Count the lines in the listing below that contain the word "price" and report that number alone.
--
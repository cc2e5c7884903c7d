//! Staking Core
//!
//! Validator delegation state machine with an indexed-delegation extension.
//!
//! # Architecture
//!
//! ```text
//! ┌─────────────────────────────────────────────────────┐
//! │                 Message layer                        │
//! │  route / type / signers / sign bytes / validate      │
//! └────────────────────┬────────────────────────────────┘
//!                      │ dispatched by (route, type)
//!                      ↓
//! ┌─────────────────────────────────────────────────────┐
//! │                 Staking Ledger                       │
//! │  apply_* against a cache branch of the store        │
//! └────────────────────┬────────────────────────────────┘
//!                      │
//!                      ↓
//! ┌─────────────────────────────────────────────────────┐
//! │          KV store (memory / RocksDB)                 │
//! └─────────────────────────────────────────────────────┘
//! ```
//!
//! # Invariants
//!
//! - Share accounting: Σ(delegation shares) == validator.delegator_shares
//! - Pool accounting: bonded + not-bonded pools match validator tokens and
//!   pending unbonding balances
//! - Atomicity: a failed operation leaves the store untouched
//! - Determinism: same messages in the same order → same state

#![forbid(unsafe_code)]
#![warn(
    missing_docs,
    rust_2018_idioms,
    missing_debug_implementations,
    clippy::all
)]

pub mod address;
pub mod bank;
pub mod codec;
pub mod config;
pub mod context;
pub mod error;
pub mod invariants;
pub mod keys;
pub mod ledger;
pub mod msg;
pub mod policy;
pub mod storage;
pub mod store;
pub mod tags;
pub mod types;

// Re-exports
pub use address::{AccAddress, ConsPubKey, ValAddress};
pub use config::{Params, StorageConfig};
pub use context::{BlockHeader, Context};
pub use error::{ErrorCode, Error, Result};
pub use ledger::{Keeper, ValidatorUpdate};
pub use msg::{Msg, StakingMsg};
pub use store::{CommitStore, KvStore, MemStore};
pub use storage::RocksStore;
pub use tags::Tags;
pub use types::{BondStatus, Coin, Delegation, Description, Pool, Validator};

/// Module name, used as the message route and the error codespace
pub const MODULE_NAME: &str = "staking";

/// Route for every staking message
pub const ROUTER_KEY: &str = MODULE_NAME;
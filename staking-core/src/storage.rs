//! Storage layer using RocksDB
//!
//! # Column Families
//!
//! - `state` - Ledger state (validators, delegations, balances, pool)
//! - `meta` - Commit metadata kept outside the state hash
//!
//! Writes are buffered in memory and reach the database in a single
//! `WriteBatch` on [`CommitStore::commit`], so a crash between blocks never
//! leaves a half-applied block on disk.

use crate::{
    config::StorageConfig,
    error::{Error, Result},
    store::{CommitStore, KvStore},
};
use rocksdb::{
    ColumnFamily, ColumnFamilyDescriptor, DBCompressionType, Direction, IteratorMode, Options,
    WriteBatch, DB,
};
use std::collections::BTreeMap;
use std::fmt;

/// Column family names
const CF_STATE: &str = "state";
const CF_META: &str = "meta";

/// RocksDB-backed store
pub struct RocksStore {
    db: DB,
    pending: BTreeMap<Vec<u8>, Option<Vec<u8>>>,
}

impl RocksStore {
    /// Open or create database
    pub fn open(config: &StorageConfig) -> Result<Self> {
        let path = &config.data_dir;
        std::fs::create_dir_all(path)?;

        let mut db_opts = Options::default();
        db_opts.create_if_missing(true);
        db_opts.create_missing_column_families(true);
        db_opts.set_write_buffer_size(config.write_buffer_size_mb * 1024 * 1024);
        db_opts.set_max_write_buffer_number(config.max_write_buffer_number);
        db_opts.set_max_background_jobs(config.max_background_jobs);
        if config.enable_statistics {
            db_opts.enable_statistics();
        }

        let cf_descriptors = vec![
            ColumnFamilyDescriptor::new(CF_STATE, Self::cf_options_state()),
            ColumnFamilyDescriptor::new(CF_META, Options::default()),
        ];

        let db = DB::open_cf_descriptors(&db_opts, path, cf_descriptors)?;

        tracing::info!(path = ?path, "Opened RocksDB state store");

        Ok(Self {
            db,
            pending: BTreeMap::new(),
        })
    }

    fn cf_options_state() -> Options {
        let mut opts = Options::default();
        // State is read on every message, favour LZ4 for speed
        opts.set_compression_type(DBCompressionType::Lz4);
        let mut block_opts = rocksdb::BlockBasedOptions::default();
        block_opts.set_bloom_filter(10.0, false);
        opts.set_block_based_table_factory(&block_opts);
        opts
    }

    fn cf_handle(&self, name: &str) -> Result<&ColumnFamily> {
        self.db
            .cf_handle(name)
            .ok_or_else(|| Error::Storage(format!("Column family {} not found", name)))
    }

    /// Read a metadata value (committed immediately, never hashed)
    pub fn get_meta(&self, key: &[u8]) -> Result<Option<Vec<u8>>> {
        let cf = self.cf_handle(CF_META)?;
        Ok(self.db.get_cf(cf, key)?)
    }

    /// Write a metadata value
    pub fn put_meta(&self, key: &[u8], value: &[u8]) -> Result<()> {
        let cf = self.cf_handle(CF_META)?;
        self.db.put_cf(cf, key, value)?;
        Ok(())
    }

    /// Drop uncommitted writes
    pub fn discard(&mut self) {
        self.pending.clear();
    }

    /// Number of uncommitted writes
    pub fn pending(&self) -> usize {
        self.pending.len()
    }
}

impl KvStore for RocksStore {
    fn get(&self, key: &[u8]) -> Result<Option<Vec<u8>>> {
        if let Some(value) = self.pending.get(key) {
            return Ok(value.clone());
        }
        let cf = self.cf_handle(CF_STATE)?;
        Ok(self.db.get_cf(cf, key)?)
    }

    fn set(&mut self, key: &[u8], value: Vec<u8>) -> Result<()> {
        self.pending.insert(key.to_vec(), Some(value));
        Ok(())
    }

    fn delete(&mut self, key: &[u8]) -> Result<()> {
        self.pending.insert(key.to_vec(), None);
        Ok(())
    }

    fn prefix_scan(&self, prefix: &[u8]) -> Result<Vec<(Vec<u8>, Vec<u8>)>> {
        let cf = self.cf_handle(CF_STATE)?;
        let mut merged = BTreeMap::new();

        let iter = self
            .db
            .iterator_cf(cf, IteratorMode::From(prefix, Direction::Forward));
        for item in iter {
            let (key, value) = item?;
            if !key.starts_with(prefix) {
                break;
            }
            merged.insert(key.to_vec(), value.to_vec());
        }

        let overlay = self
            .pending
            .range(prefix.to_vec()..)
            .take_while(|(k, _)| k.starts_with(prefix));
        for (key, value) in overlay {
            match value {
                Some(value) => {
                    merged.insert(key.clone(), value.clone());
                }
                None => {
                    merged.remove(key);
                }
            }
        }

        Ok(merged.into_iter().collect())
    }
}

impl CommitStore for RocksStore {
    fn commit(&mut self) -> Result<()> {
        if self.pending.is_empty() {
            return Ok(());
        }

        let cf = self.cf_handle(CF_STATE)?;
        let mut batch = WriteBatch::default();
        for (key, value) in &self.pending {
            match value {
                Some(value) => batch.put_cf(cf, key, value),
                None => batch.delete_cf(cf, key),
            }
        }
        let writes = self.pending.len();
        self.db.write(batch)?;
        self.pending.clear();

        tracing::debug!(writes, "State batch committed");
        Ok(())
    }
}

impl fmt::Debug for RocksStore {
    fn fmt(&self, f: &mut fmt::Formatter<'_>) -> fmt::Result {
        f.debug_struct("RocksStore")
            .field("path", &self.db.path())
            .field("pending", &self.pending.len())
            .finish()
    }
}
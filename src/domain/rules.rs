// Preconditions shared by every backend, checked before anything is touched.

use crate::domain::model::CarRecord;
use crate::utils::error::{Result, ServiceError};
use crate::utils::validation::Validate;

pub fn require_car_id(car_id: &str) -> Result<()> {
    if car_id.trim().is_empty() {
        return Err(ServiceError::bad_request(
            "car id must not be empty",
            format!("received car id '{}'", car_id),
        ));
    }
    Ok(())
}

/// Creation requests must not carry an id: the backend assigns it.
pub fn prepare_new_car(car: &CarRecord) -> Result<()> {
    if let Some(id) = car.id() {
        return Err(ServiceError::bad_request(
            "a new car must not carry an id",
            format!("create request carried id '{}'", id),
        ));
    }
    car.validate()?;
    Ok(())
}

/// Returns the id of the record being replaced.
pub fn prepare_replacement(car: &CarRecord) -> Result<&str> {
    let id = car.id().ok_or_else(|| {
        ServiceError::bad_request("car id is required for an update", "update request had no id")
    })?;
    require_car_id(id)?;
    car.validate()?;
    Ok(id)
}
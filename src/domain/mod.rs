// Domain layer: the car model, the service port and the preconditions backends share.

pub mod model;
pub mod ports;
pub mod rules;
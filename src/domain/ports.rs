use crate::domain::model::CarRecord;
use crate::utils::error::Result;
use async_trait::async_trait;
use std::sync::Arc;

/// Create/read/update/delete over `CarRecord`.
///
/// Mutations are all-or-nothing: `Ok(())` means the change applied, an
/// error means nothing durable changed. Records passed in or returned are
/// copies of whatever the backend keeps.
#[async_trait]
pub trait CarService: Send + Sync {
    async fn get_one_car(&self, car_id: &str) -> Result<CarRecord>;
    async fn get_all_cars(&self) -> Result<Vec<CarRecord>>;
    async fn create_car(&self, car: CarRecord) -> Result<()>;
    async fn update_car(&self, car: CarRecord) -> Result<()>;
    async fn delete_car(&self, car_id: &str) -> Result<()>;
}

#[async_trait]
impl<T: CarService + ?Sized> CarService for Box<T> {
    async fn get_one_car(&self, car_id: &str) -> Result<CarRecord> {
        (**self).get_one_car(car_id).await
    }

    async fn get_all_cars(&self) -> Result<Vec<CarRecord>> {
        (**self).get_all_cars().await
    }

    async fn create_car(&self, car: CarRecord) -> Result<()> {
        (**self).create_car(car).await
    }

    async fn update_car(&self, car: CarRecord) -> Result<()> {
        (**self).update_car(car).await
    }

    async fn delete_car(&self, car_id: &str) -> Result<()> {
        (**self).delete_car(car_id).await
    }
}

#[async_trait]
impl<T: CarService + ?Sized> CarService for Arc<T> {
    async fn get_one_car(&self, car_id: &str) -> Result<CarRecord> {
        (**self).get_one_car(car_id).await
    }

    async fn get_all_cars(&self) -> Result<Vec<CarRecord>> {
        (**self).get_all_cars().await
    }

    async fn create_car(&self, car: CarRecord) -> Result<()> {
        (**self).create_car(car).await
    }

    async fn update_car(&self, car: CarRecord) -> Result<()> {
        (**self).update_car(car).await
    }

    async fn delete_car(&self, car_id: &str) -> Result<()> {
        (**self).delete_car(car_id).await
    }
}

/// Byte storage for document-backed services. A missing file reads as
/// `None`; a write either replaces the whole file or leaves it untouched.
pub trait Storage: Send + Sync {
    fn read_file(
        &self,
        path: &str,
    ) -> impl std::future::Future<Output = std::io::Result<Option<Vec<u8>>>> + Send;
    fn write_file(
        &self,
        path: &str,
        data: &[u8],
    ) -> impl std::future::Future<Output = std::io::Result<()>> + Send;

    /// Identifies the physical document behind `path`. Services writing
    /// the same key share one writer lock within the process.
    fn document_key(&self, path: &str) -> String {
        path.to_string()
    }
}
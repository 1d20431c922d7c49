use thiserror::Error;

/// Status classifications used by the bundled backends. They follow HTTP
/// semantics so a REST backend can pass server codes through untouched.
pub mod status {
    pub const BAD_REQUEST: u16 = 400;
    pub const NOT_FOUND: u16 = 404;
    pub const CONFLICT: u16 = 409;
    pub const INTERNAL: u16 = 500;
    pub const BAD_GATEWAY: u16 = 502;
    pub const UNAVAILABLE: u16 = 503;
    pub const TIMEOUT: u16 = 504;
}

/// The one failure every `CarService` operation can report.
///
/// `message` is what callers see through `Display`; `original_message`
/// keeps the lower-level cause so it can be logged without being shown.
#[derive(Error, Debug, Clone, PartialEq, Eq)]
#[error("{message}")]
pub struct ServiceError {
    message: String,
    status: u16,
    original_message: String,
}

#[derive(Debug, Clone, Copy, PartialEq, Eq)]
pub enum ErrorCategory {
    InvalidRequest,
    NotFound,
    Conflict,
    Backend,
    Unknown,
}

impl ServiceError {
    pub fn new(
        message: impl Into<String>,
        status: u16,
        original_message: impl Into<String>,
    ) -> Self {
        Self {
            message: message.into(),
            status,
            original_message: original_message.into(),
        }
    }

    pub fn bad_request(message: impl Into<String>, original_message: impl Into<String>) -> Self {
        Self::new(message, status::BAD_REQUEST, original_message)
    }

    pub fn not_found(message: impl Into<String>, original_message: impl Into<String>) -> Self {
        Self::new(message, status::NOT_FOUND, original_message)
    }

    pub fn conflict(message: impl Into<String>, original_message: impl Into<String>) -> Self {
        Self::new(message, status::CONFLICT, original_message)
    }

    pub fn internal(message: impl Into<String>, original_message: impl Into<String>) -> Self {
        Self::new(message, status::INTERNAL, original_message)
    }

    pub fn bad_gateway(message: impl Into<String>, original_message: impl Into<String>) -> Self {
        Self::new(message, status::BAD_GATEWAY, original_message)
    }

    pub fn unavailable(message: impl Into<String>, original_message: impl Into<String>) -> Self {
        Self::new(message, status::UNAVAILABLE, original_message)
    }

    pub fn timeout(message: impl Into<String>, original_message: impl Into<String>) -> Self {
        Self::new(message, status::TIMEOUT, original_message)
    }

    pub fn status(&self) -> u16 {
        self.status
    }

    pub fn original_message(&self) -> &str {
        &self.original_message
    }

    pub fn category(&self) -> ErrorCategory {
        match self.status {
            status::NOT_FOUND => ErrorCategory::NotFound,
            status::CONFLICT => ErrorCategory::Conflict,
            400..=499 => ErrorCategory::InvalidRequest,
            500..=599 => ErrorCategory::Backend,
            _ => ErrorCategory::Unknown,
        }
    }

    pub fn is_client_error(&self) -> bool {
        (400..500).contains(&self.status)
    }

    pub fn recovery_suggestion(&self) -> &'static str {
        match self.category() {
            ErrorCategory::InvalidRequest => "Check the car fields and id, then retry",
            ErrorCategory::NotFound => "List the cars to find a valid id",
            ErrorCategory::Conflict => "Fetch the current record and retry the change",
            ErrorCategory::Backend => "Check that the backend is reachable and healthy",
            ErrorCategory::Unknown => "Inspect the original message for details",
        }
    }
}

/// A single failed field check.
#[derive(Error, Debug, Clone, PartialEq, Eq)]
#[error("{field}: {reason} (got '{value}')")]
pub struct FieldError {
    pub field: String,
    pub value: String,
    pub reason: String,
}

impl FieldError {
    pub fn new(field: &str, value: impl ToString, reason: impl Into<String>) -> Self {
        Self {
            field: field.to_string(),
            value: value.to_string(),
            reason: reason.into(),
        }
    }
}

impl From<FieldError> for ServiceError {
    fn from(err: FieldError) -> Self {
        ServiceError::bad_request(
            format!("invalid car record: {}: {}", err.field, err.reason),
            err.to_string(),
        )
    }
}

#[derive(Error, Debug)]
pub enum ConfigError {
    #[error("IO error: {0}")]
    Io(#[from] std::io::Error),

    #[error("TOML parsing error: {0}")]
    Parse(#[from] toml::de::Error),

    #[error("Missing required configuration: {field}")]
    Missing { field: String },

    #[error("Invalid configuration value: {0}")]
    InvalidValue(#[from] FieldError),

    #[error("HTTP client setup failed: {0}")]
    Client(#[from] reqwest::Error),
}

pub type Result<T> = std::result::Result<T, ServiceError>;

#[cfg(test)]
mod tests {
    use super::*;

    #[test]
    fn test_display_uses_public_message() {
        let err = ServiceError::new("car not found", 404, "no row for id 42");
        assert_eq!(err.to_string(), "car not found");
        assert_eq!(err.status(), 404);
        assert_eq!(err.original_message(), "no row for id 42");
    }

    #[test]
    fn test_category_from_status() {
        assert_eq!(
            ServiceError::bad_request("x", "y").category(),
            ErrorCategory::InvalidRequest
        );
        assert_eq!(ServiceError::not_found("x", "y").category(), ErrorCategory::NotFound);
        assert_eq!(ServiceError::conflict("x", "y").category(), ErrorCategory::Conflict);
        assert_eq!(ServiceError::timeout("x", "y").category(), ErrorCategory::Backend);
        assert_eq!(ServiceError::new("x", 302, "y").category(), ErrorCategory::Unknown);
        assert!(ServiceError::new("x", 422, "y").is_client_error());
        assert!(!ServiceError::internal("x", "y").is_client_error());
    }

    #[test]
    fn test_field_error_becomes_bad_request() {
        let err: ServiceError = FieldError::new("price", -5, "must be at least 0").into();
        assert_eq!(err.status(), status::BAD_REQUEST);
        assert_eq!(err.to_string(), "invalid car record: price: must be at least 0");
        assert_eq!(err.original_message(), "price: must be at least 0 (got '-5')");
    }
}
--
- _FINISHED EXERCISE_
3